Write the data out again, exactly as given.

*** SOURCE MATERIAL Section Begins ***

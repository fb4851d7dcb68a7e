use std::sync::{Arc, Mutex};

use crate::domain::{AppError, PromptRequest, PromptResponse};
use crate::ports::PromptClient;

type ErrorFactory = Arc<dyn Fn() -> AppError + Send + Sync>;

/// Prompt client that records requests and answers from canned data.
#[derive(Clone)]
pub struct FakePromptClient {
    prompts: Vec<String>,
    explanation: Option<String>,
    failure: Option<ErrorFactory>,
    requests: Arc<Mutex<Vec<PromptRequest>>>,
    explained: Arc<Mutex<Vec<String>>>,
}

impl FakePromptClient {
    pub fn returning(prompts: &[&str]) -> Self {
        Self {
            prompts: prompts.iter().map(|p| p.to_string()).collect(),
            explanation: None,
            failure: None,
            requests: Arc::new(Mutex::new(vec![])),
            explained: Arc::new(Mutex::new(vec![])),
        }
    }

    pub fn failing(error: impl Fn() -> AppError + Send + Sync + 'static) -> Self {
        Self { failure: Some(Arc::new(error)), ..Self::returning(&[]) }
    }

    pub fn with_explanation(mut self, text: &str) -> Self {
        self.explanation = Some(text.to_string());
        self
    }

    pub fn requests(&self) -> Vec<PromptRequest> {
        self.requests.lock().unwrap().clone()
    }

    pub fn explained(&self) -> Vec<String> {
        self.explained.lock().unwrap().clone()
    }
}

impl PromptClient for FakePromptClient {
    fn generate(&self, request: &PromptRequest) -> Result<PromptResponse, AppError> {
        request.validate()?;
        self.requests.lock().unwrap().push(request.clone());
        if let Some(failure) = &self.failure {
            return Err(failure());
        }
        Ok(PromptResponse { refined_prompts: self.prompts.clone() })
    }

    fn explain(&self, prompt: &str) -> Result<String, AppError> {
        self.explained.lock().unwrap().push(prompt.to_string());
        if let Some(failure) = &self.failure {
            return Err(failure());
        }
        self.explanation.clone().ok_or_else(|| AppError::EmptyResult { what: "explanation".into() })
    }

    fn base_url(&self) -> String {
        "http://fake.test".to_string()
    }
}
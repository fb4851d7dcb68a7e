use std::fmt;

use crate::domain::{AppError, NoticeKind};

/// The single user-visible notification produced for a failed action.
#[derive(Debug, Clone, PartialEq, Eq)]
pub struct Notice {
    pub kind: NoticeKind,
    pub title: &'static str,
    pub message: String,
}

impl Notice {
    pub fn from_error(error: &AppError) -> Self {
        let kind = error.notice_kind();
        let title = match kind {
            NoticeKind::Validation => "Missing input",
            NoticeKind::Connectivity => "Backend unreachable",
            NoticeKind::Api => "Generation failed",
            NoticeKind::EmptyResult => "Nothing to show",
            NoticeKind::Other => "Error",
        };
        Self { kind, title, message: error.to_string() }
    }
}

impl fmt::Display for Notice {
    fn fmt(&self, f: &mut fmt::Formatter<'_>) -> fmt::Result {
        write!(f, "{}: {}", self.title, self.message)
    }
}

#[cfg(test)]
mod tests {
    use super::*;

    #[test]
    fn api_failure_is_titled_and_keeps_body() {
        let notice = Notice::from_error(&AppError::Api {
            status: Some(500),
            message: "server error".into(),
        });
        assert_eq!(notice.kind, NoticeKind::Api);
        assert_eq!(notice.to_string(), "Generation failed: API error 500: server error");
    }

    #[test]
    fn empty_result_is_distinct_from_connectivity() {
        let empty = Notice::from_error(&AppError::EmptyResult { what: "prompts".into() });
        let offline = Notice::from_error(&AppError::Connectivity {
            base_url: "http://localhost:8000".into(),
            details: "refused".into(),
        });
        assert_ne!(empty.kind, offline.kind);
        assert_ne!(empty.title, offline.title);
    }
}
use crate::app::form::FormController;
use crate::app::persistence::Persistence;
use crate::app::results::ResultsView;
use crate::app::view::ViewController;
use crate::domain::Location;
use crate::ports::{PromptClient, SessionStore};

/// Application context holding dependencies for command execution.
pub struct AppContext<C: PromptClient, S: SessionStore> {
    client: C,
    persistence: Persistence<S>,
}

impl<C: PromptClient, S: SessionStore> AppContext<C, S> {
    /// Create a new application context.
    pub fn new(client: C, store: S) -> Self {
        Self { client, persistence: Persistence::new(store) }
    }

    /// Form controller restored from persisted state.
    pub fn form(&self) -> FormController<'_, C, S> {
        FormController::new(&self.client, &self.persistence)
    }

    /// View controller resolved for a location.
    pub fn view(&self, location: Location) -> ViewController<'_, S> {
        ViewController::resolve(&self.persistence, location)
    }

    /// Results view over the last persisted batch.
    pub fn results(&self) -> ResultsView {
        ResultsView::new(self.persistence.load_results())
    }
}
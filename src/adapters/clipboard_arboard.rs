use arboard::Clipboard;

use crate::domain::AppError;
use crate::ports::ClipboardWriter;

/// System clipboard backed by arboard.
///
/// The platform handle is opened on the first write so commands that never
/// copy do not require a display server.
#[derive(Default)]
pub struct ArboardClipboard {
    clipboard: Option<Clipboard>,
}

impl ArboardClipboard {
    pub fn new() -> Self {
        Self::default()
    }

    fn handle(&mut self) -> Result<&mut Clipboard, AppError> {
        if self.clipboard.is_none() {
            self.clipboard = Some(Clipboard::new().map_err(clipboard_error)?);
        }
        self.clipboard.as_mut().ok_or_else(|| AppError::ClipboardError("unavailable".into()))
    }
}

impl ClipboardWriter for ArboardClipboard {
    fn write_text(&mut self, text: &str) -> Result<(), AppError> {
        self.handle()?.set_text(text.to_owned()).map_err(clipboard_error)?;
        tracing::debug!(chars = text.chars().count(), "copied text to clipboard");
        Ok(())
    }
}

fn clipboard_error(error: arboard::Error) -> AppError {
    AppError::ClipboardError(error.to_string())
}
//! Per-user key/value persistence port.

use std::fmt;

use crate::domain::AppError;

/// Keys persisted between runs.
#[derive(Debug, Clone, Copy, PartialEq, Eq, Hash)]
pub enum StateKey {
    /// Whether the user has entered the working view.
    Started,
    /// Last edited form state.
    Form,
    /// Last displayed result batch.
    Results,
}

impl StateKey {
    pub fn as_str(&self) -> &'static str {
        match self {
            StateKey::Started => "started",
            StateKey::Form => "form",
            StateKey::Results => "results",
        }
    }
}

impl fmt::Display for StateKey {
    fn fmt(&self, f: &mut fmt::Formatter<'_>) -> fmt::Result {
        f.write_str(self.as_str())
    }
}

/// Port for string values stored under fixed keys.
pub trait SessionStore {
    /// Read a value; `None` when nothing was stored.
    fn get(&self, key: StateKey) -> Result<Option<String>, AppError>;

    /// Store a value, replacing any previous one.
    fn set(&self, key: StateKey, value: &str) -> Result<(), AppError>;
}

*** SOURCE MATERIAL Section Ends ***

**RESULT OF THE TASK**
repository fb4851d7dcb68a7e
use std::sync::{Arc, Mutex};

use crate::domain::{AppError, PromptRequest, PromptResponse};
use crate::ports::PromptClient;

type ErrorFactory = Arc<dyn Fn() -> AppError + Send + Sync>;

/// Prompt client that records requests and answers from canned data.
#[derive(Clone)]
pub struct FakePromptClient {
    prompts: Vec<String>,
    explanation: Option<String>,
    failure: Option<ErrorFactory>,
    requests: Arc<Mutex<Vec<PromptRequest>>>,
    explained: Arc<Mutex<Vec<String>>>,
}

impl FakePromptClient {
    pub fn returning(prompts: &[&str]) -> Self {
        Self {
            prompts: prompts.iter().map(|p| p.to_string()).collect(),
            explanation: None,
            failure: None,
            requests: Arc::new(Mutex::new(vec![])),
            explained: Arc::new(Mutex::new(vec![])),
        }
    }

    pub fn failing(error: impl Fn() -> AppError + Send + Sync + 'static) -> Self {
        Self { failure: Some(Arc::new(error)), ..Self::returning(&[]) }
    }

    pub fn with_explanation(mut self, text: &str) -> Self {
        self.explanation = Some(text.to_string());
        self
    }

    pub fn requests(&self) -> Vec<PromptRequest> {
        self.requests.lock().unwrap().clone()
    }

    pub fn explained(&self) -> Vec<String> {
        self.explained.lock().unwrap().clone()
    }
}

impl PromptClient for FakePromptClient {
    fn generate(&self, request: &PromptRequest) -> Result<PromptResponse, AppError> {
        request.validate()?;
        self.requests.lock().unwrap().push(request.clone());
        if let Some(failure) = &self.failure {
            return Err(failure());
        }
        Ok(PromptResponse { refined_prompts: self.prompts.clone() })
    }

    fn explain(&self, prompt: &str) -> Result<String, AppError> {
        self.explained.lock().unwrap().push(prompt.to_string());
        if let Some(failure) = &self.failure {
            return Err(failure());
        }
        self.explanation.clone().ok_or_else(|| AppError::EmptyResult { what: "explanation".into() })
    }

    fn base_url(&self) -> String {
        "http://fake.test".to_string()
    }
}
repository fb4851d7dcb68a7e
use std::fmt;

use crate::domain::{AppError, NoticeKind};

/// The single user-visible notification produced for a failed action.
#[derive(Debug, Clone, PartialEq, Eq)]
pub struct Notice {
    pub kind: NoticeKind,
    pub title: &'static str,
    pub message: String,
}

impl Notice {
    pub fn from_error(error: &AppError) -> Self {
        let kind = error.notice_kind();
        let title = match kind {
            NoticeKind::Validation => "Missing input",
            NoticeKind::Connectivity => "Backend unreachable",
            NoticeKind::Api => "Generation failed",
            NoticeKind::EmptyResult => "Nothing to show",
            NoticeKind::Other => "Error",
        };
        Self { kind, title, message: error.to_string() }
    }
}

impl fmt::Display for Notice {
    fn fmt(&self, f: &mut fmt::Formatter<'_>) -> fmt::Result {
        write!(f, "{}: {}", self.title, self.message)
    }
}

#[cfg(test)]
mod tests {
    use super::*;

    #[test]
    fn api_failure_is_titled_and_keeps_body() {
        let notice = Notice::from_error(&AppError::Api {
            status: Some(500),
            message: "server error".into(),
        });
        assert_eq!(notice.kind, NoticeKind::Api);
        assert_eq!(notice.to_string(), "Generation failed: API error 500: server error");
    }

    #[test]
    fn empty_result_is_distinct_from_connectivity() {
        let empty = Notice::from_error(&AppError::EmptyResult { what: "prompts".into() });
        let offline = Notice::from_error(&AppError::Connectivity {
            base_url: "http://localhost:8000".into(),
            details: "refused".into(),
        });
        assert_ne!(empty.kind, offline.kind);
        assert_ne!(empty.title, offline.title);
    }
}
use crate::app::form::FormController;
use crate::app::persistence::Persistence;
use crate::app::results::ResultsView;
use crate::app::view::ViewController;
use crate::domain::Location;
use crate::ports::{PromptClient, SessionStore};

/// Application context holding dependencies for command execution.
pub struct AppContext<C: PromptClient, S: SessionStore> {
    client: C,
    persistence: Persistence<S>,
}

impl<C: PromptClient, S: SessionStore> AppContext<C, S> {
    /// Create a new application context.
    pub fn new(client: C, store: S) -> Self {
        Self { client, persistence: Persistence::new(store) }
    }

    /// Form controller restored from persisted state.
    pub fn form(&self) -> FormController<'_, C, S> {
        FormController::new(&self.client, &self.persistence)
    }

    /// View controller resolved for a location.
    pub fn view(&self, location: Location) -> ViewController<'_, S> {
        ViewController::resolve(&self.persistence, location)
    }

    /// Results view over the last persisted batch.
    pub fn results(&self) -> ResultsView {
        ResultsView::new(self.persistence.load_results())
    }
}
filename src/adapters/clipboard_arboard.rs
use arboard::Clipboard;

use crate::domain::AppError;
use crate::ports::ClipboardWriter;

/// System clipboard backed by arboard.
///
/// The platform handle is opened on the first write so commands that never
/// copy do not require a display server.
#[derive(Default)]
pub struct ArboardClipboard {
    clipboard: Option<Clipboard>,
}

impl ArboardClipboard {
    pub fn new() -> Self {
        Self::default()
    }

    fn handle(&mut self) -> Result<&mut Clipboard, AppError> {
        if self.clipboard.is_none() {
            self.clipboard = Some(Clipboard::new().map_err(clipboard_error)?);
        }
        self.clipboard.as_mut().ok_or_else(|| AppError::ClipboardError("unavailable".into()))
    }
}

impl ClipboardWriter for ArboardClipboard {
    fn write_text(&mut self, text: &str) -> Result<(), AppError> {
        self.handle()?.set_text(text.to_owned()).map_err(clipboard_error)?;
        tracing::debug!(chars = text.chars().count(), "copied text to clipboard");
        Ok(())
    }
}

fn clipboard_error(error: arboard::Error) -> AppError {
    AppError::ClipboardError(error.to_string())
}
//! Per-user key/value persistence port.

use std::fmt;

use crate::domain::AppError;

/// Keys persisted between runs.
#[derive(Debug, Clone, Copy, PartialEq, Eq, Hash)]
pub enum StateKey {
    /// Whether the user has entered the working view.
    Started,
    /// Last edited form state.
    Form,
    /// Last displayed result batch.
    Results,
}

impl StateKey {
    pub fn as_str(&self) -> &'static str {
        match self {
            StateKey::Started => "started",
            StateKey::Form => "form",
            StateKey::Results => "results",
        }
    }
}

impl fmt::Display for StateKey {
    fn fmt(&self, f: &mut fmt::Formatter<'_>) -> fmt::Result {
        f.write_str(self.as_str())
    }
}

/// Port for string values stored under fixed keys.
pub trait SessionStore {
    /// Read a value; `None` when nothing was stored.
    fn get(&self, key: StateKey) -> Result<Option<String>, AppError>;

    /// Store a value, replacing any previous one.
    fn set(&self, key: StateKey, value: &str) -> Result<(), AppError>;
}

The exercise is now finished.